I, too, found Mr. Spencer's post thought-provoking. Not to plug my own work, but a few years ago I set off on a kind of pilgrimage to find the best teachers in America, from first grade to the medical school, professional athletics and ballet schools to a culinary academy and a horseshoeing school. The interviews I did were published as Conversations with Great Teachers (Indiana University Press.)
I found that what these very diverse teachers had in common were deeper qualities of character, and one was indeed humility. Even the ones who had some ego going on (and there weren't many), left it behind when they taught. They looked at teaching as a calling, and they thought of themselves as living in service to that higher purpose. As one first grade teacher said when I asked how she chose teaching, "I think teaching chose me."
I perhaps have a slight disagreement with your views about subject expert.
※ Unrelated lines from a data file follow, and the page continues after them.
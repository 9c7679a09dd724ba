//! Terminal falling-block game (workspace facade crate).
//!
//! Re-exports the workspace crates under short module names so the binary,
//! tests and benches share one path: `tui_blockfall::{core,input,term,types}`.

pub use blockfall_core as core;
pub use blockfall_input as input;
pub use blockfall_term as term;
pub use blockfall_types as types;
I did find that all of the teachers I interviewed were experts in their fields. Indeed, I began to wonder if teaching wasn't best thought of as not a separate art, but an aspect of being a subject expert. So one high achievement of being an expert historian or actor or horseshoer (which not all experts will achieve) is the ability to teach to others. But of course, being an expert includes--indeed, necessitates--having a humility about what what does not know.
A few weeks ago, I heard Anna Deavere Smith, currently artist in residence at Grace Cathedral in San Francisco, give a performance on the theme of "grace," and thinking about the interviews I did, it occurred to me that the greatest teaching involves that ineffable term, regardless of one's religious beliefs, that we might call grace.

Mark Crotty said...

Thanks for your comment, Bill. We're not in disagreement about teachers needing to be experts in their subject areas, but I can see how I gave that impression. (It's one of the perils of a blog post versus a fuller essay.) My point is thta too often that is the first thought people have about a teacher, and that leads them to see the teacher as someone whose role is to provide answers. I want us to see the role as much richer than that. You've given me an idea for a future post.

Again, thanks for reading and commenting. I'm going to look for your book!